I doubt that I could. I could never get emotionally close to a person who doesn't read books, mainly because we could never discuss a specific book, and the person would never be able to take any of my recommendations let alone make any recommendations of their own to me.

(This is nothing that's happening to me right now, just a random hypothetical that I've been pondering when I can't sleep at night and such. :wink: )
Yes.
I currently am. My boyfriend does not like to read because it is difficult for him, and I understand that. I do not force him to read. I actually wrote him a book for his birthday and he struggled through it for me, making me feel great that he actually did read it.

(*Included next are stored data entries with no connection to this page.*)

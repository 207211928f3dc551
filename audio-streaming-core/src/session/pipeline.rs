use std::sync::atomic::{AtomicBool, AtomicU64, Ordering};
use std::sync::Arc;
use std::thread;
use std::time::Duration;

use crossbeam_channel::{bounded, Receiver, RecvTimeoutError, Sender, TrySendError};
use parking_lot::Mutex;

use crate::models::audio_models::{AudioBuffer, EncodedFrame};
use crate::models::config::StreamingConfiguration;
use crate::models::error::StreamError;
use crate::processing::format_converter::FormatConverter;
use crate::traits::audio_encoder::AudioEncoder;
use crate::traits::capture_source::{AudioBufferCallback, CaptureErrorCallback, CaptureSource};
use crate::transmit::channel::TransmitChannel;

/// Callback for errors that end the stream (capture device lost, encoder fault).
pub type PipelineFailureCallback = Arc<dyn Fn(StreamError) + Send + Sync + 'static>;

/// Counters shared between the capture callback, encode thread and session.
#[derive(Debug, Default)]
pub struct PipelineCounters {
    pub buffers_captured: AtomicU64,
    pub buffers_dropped: AtomicU64,
    pub frames_encoded: AtomicU64,
    pub encode_failures: AtomicU64,
}

impl PipelineCounters {
    pub fn reset(&self) {
        self.buffers_captured.store(0, Ordering::Relaxed);
        self.buffers_dropped.store(0, Ordering::Relaxed);
        self.frames_encoded.store(0, Ordering::Relaxed);
        self.encode_failures.store(0, Ordering::Relaxed);
    }
}

/// Capture → encode → transmit data path for one stream.
///
/// ```text
/// [CaptureSource] → convert/mute → [bounded buffer queue] → [encode thread] → TransmitChannel::send
///   audio thread       (drop-oldest when full)                 (preserves order)
/// ```
///
/// The capture callback never blocks: when the encoder falls behind, the
/// oldest queued buffer is discarded to make room.
pub struct Pipeline {
    running: Arc<AtomicBool>,
    encode_handle: Option<thread::JoinHandle<()>>,
}

pub struct PipelineParts<'a> {
    pub capture: &'a mut dyn CaptureSource,
    pub encoder: Arc<Mutex<Box<dyn AudioEncoder>>>,
    pub channel: Arc<TransmitChannel>,
    pub config: &'a StreamingConfiguration,
    pub muted: Arc<AtomicBool>,
    pub counters: Arc<PipelineCounters>,
    pub on_failure: PipelineFailureCallback,
}

impl Pipeline {
    /// Configure the encoder, spawn the encode thread and start capture.
    pub fn start(parts: PipelineParts<'_>) -> Result<Self, StreamError> {
        let PipelineParts {
            capture,
            encoder,
            channel,
            config,
            muted,
            counters,
            on_failure,
        } = parts;

        {
            let mut encoder = encoder.lock();
            encoder.configure(config)?;
            log::debug!("Encoder configured: {}", encoder.codec());
        }
        counters.reset();

        let (buffer_tx, buffer_rx) = bounded::<AudioBuffer>(config.capture_queue_capacity);
        let running = Arc::new(AtomicBool::new(true));

        let encode_handle = {
            let running = Arc::clone(&running);
            let counters = Arc::clone(&counters);
            let on_failure = Arc::clone(&on_failure);
            let buffer_rx = buffer_rx.clone();
            thread::Builder::new()
                .name("audio-encode".into())
                .spawn(move || encode_loop(buffer_rx, encoder, channel, running, counters, on_failure))
                .map_err(|e| StreamError::EncoderFault(format!("failed to spawn encode thread: {}", e)))?
        };

        let mut pipeline = Self {
            running,
            encode_handle: Some(encode_handle),
        };

        let on_buffer = capture_callback(config, buffer_tx, buffer_rx, muted, counters);
        let on_error: CaptureErrorCallback = Arc::new(move |error| {
            log::error!("Capture failed: {}", error);
            on_failure(error);
        });

        if let Err(e) = capture.start(on_buffer, on_error) {
            pipeline.shutdown_encoder();
            return Err(e);
        }
        log::info!(
            "Pipeline started: {} Hz, {} ch, {} ms frames",
            config.sample_rate,
            config.channels,
            config.frame_duration_ms
        );
        Ok(pipeline)
    }

    /// Stop capture, then let the encoder drain and flush into the channel.
    pub fn stop(mut self, capture: &mut dyn CaptureSource) {
        if let Err(e) = capture.stop() {
            log::warn!("Error stopping capture: {}", e);
        }
        self.shutdown_encoder();
        log::info!("Pipeline stopped");
    }

    fn shutdown_encoder(&mut self) {
        self.running.store(false, Ordering::SeqCst);
        if let Some(handle) = self.encode_handle.take() {
            // A fatal error reported from the encode thread may lead here
            // through a synchronous callback; it exits on its own.
            if handle.thread().id() == thread::current().id() {
                return;
            }
            if handle.join().is_err() {
                log::error!("Encode thread panicked");
            }
        }
    }
}

impl Drop for Pipeline {
    fn drop(&mut self) {
        self.shutdown_encoder();
    }
}

/// Build the real-time capture callback: convert, mute, timestamp, enqueue.
fn capture_callback(
    config: &StreamingConfiguration,
    buffer_tx: Sender<AudioBuffer>,
    buffer_rx: Receiver<AudioBuffer>,
    muted: Arc<AtomicBool>,
    counters: Arc<PipelineCounters>,
) -> AudioBufferCallback {
    let (sample_rate, channels) = (config.sample_rate, config.channels);
    let converter = Mutex::new(FormatConverter::new(sample_rate, channels));
    let frames_captured = AtomicU64::new(0);

    Arc::new(move |samples: &[f32], source_rate: u32, source_channels: u16| {
        let converted = converter.lock().convert(samples, source_rate, source_channels);
        if converted.is_empty() {
            return;
        }

        let frame_count = (converted.len() / channels as usize) as u64;
        let position = frames_captured.fetch_add(frame_count, Ordering::Relaxed);
        let timestamp = Duration::from_secs_f64(position as f64 / sample_rate as f64);

        let buffer = AudioBuffer {
            samples: converted,
            sample_rate,
            channels,
            timestamp,
        };
        // Muting substitutes silence of the same length so cadence and
        // timestamps downstream are unaffected.
        let buffer = if muted.load(Ordering::Relaxed) {
            buffer.silenced()
        } else {
            buffer
        };
        counters.buffers_captured.fetch_add(1, Ordering::Relaxed);

        match buffer_tx.try_send(buffer) {
            Ok(()) => {}
            Err(TrySendError::Full(buffer)) => {
                let _ = buffer_rx.try_recv();
                let dropped = counters.buffers_dropped.fetch_add(1, Ordering::Relaxed) + 1;
                if dropped == 1 || dropped % 100 == 0 {
                    log::warn!("Encoder falling behind, dropped {} capture buffers", dropped);
                }
                let _ = buffer_tx.try_send(buffer);
            }
            Err(TrySendError::Disconnected(_)) => {}
        }
    })
}

fn encode_loop(
    buffers: Receiver<AudioBuffer>,
    encoder: Arc<Mutex<Box<dyn AudioEncoder>>>,
    channel: Arc<TransmitChannel>,
    running: Arc<AtomicBool>,
    counters: Arc<PipelineCounters>,
    on_failure: PipelineFailureCallback,
) {
    let mut encoder = encoder.lock();

    let forward = |frames: Vec<EncodedFrame>, counters: &PipelineCounters| {
        counters
            .frames_encoded
            .fetch_add(frames.len() as u64, Ordering::Relaxed);
        for frame in frames {
            // Backpressure and disconnects are accounted for by the channel.
            let _ = channel.send(frame);
        }
    };

    let encode = |buffer: AudioBuffer, encoder: &mut Box<dyn AudioEncoder>| -> bool {
        match encoder.encode(&buffer) {
            Ok(frames) => {
                forward(frames, &counters);
                true
            }
            Err(error) if !error.is_fatal() => {
                let failures = counters.encode_failures.fetch_add(1, Ordering::Relaxed) + 1;
                if failures == 1 || failures % 100 == 0 {
                    log::warn!("Dropped unencodable buffer ({} so far): {}", failures, error);
                }
                true
            }
            Err(error) => {
                log::error!("Encoder fault: {}", error);
                on_failure(error);
                false
            }
        }
    };

    while running.load(Ordering::SeqCst) {
        match buffers.recv_timeout(Duration::from_millis(50)) {
            Ok(buffer) => {
                if !encode(buffer, &mut *encoder) {
                    return;
                }
            }
            Err(RecvTimeoutError::Timeout) => continue,
            Err(RecvTimeoutError::Disconnected) => break,
        }
    }

    // Capture has stopped; drain what it left behind, then flush.
    while let Ok(buffer) = buffers.try_recv() {
        if !encode(buffer, &mut *encoder) {
            return;
        }
    }
    match encoder.flush() {
        Ok(frames) => forward(frames, &counters),
        Err(e) => log::warn!("Encoder flush failed: {}", e),
    }
}

#[cfg(test)]
mod tests {
    use super::*;

    #[test]
    fn callback_converts_and_timestamps() {
        let config = StreamingConfiguration {
            sample_rate: 8_000,
            channels: 1,
            ..Default::default()
        };
        let (tx, rx) = bounded(8);
        let counters = Arc::new(PipelineCounters::default());
        let callback = capture_callback(&config, tx, rx.clone(), Arc::new(AtomicBool::new(false)), counters);

        // Stereo device at the target rate: 80 frames = 10 ms.
        callback(&[0.5; 160], 8_000, 2);
        callback(&[0.5; 160], 8_000, 2);

        let first = rx.try_recv().unwrap();
        let second = rx.try_recv().unwrap();
        assert_eq!(first.channels, 1);
        assert_eq!(first.samples.len(), 80);
        assert_eq!(first.timestamp, Duration::ZERO);
        assert_eq!(second.timestamp, Duration::from_millis(10));
    }

    #[test]
    fn resampled_callbacks_keep_pace_with_the_device() {
        // 48 kHz device, 512-frame callbacks, default 44.1 kHz session: one
        // second of input must yield one second of output.
        let config = StreamingConfiguration::default();
        let (tx, rx) = bounded(256);
        let counters = Arc::new(PipelineCounters::default());
        let callback = capture_callback(&config, tx, rx.clone(), Arc::new(AtomicBool::new(false)), counters);

        let mut produced = 0;
        let mut last = None;
        for _ in 0..(48_000 * 4 / 512) {
            callback(&[0.2; 512], 48_000, 1);
            for buffer in rx.try_iter() {
                if let Some(previous) = last.replace(buffer.timestamp) {
                    assert!(buffer.timestamp > previous);
                }
                produced += buffer.frame_count();
            }
        }
        // 375 callbacks = 4 s of input; only the final carried frame is pending.
        assert_eq!(produced, 4 * 44_100);
    }

    #[test]
    fn muted_callback_emits_silence_with_same_cadence() {
        let config = StreamingConfiguration {
            sample_rate: 8_000,
            channels: 1,
            ..Default::default()
        };
        let (tx, rx) = bounded(8);
        let muted = Arc::new(AtomicBool::new(false));
        let counters = Arc::new(PipelineCounters::default());
        let callback = capture_callback(&config, tx, rx.clone(), Arc::clone(&muted), counters);

        callback(&[0.3; 80], 8_000, 1);
        muted.store(true, Ordering::SeqCst);
        callback(&[0.3; 80], 8_000, 1);
        muted.store(false, Ordering::SeqCst);
        callback(&[0.3; 80], 8_000, 1);

        let buffers: Vec<_> = rx.try_iter().collect();
        assert_eq!(buffers.len(), 3);
        assert!(!buffers[0].is_silent());
        assert!(buffers[1].is_silent());
        assert_eq!(buffers[1].samples.len(), 80);
        assert!(!buffers[2].is_silent());
        assert_eq!(buffers[2].timestamp, Duration::from_millis(20));
    }

    #[test]
    fn full_queue_drops_oldest() {
        let config = StreamingConfiguration {
            sample_rate: 8_000,
            channels: 1,
            ..Default::default()
        };
        let (tx, rx) = bounded(2);
        let counters = Arc::new(PipelineCounters::default());
        let callback = capture_callback(
            &config,
            tx,
            rx.clone(),
            Arc::new(AtomicBool::new(false)),
            Arc::clone(&counters),
        );

        for _ in 0..4 {
            callback(&[0.1; 80], 8_000, 1);
        }

        let kept: Vec<_> = rx.try_iter().map(|b| b.timestamp).collect();
        assert_eq!(kept, vec![Duration::from_millis(20), Duration::from_millis(30)]);
        assert_eq!(counters.buffers_dropped.load(Ordering::Relaxed), 2);
        assert_eq!(counters.buffers_captured.load(Ordering::Relaxed), 4);
    }
}
pub mod audio_models;
pub mod authorization;
pub mod config;
pub mod error;
pub mod state;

We have a solution, though, that works for us. I read aloud to him. That way, I get to read as much as I want and it doesn't make things difficult for us because he is listening to me read, so he gets to hear the stories as well.
Granted, we are both too old for story-time like in Kindergarten, but it is something that bonds us in our relationship, because we both enjoy the same types of stories, he just doesn't have the patience to actually sit down and read them himself.
Your post reminded me that lots of classic literature feature one adult reading to another on a regular basis ... usually a daughter reading to her aged or ill parent. Possibly it was a consequence of lack of treatment for failing eyesight or in some instances where the parent may not have had the benefit of an education. I recall my mother telling me that when she was a child it was common for one person in a household to read the newspaper aloud to the family. Something else that telly probably put an end to!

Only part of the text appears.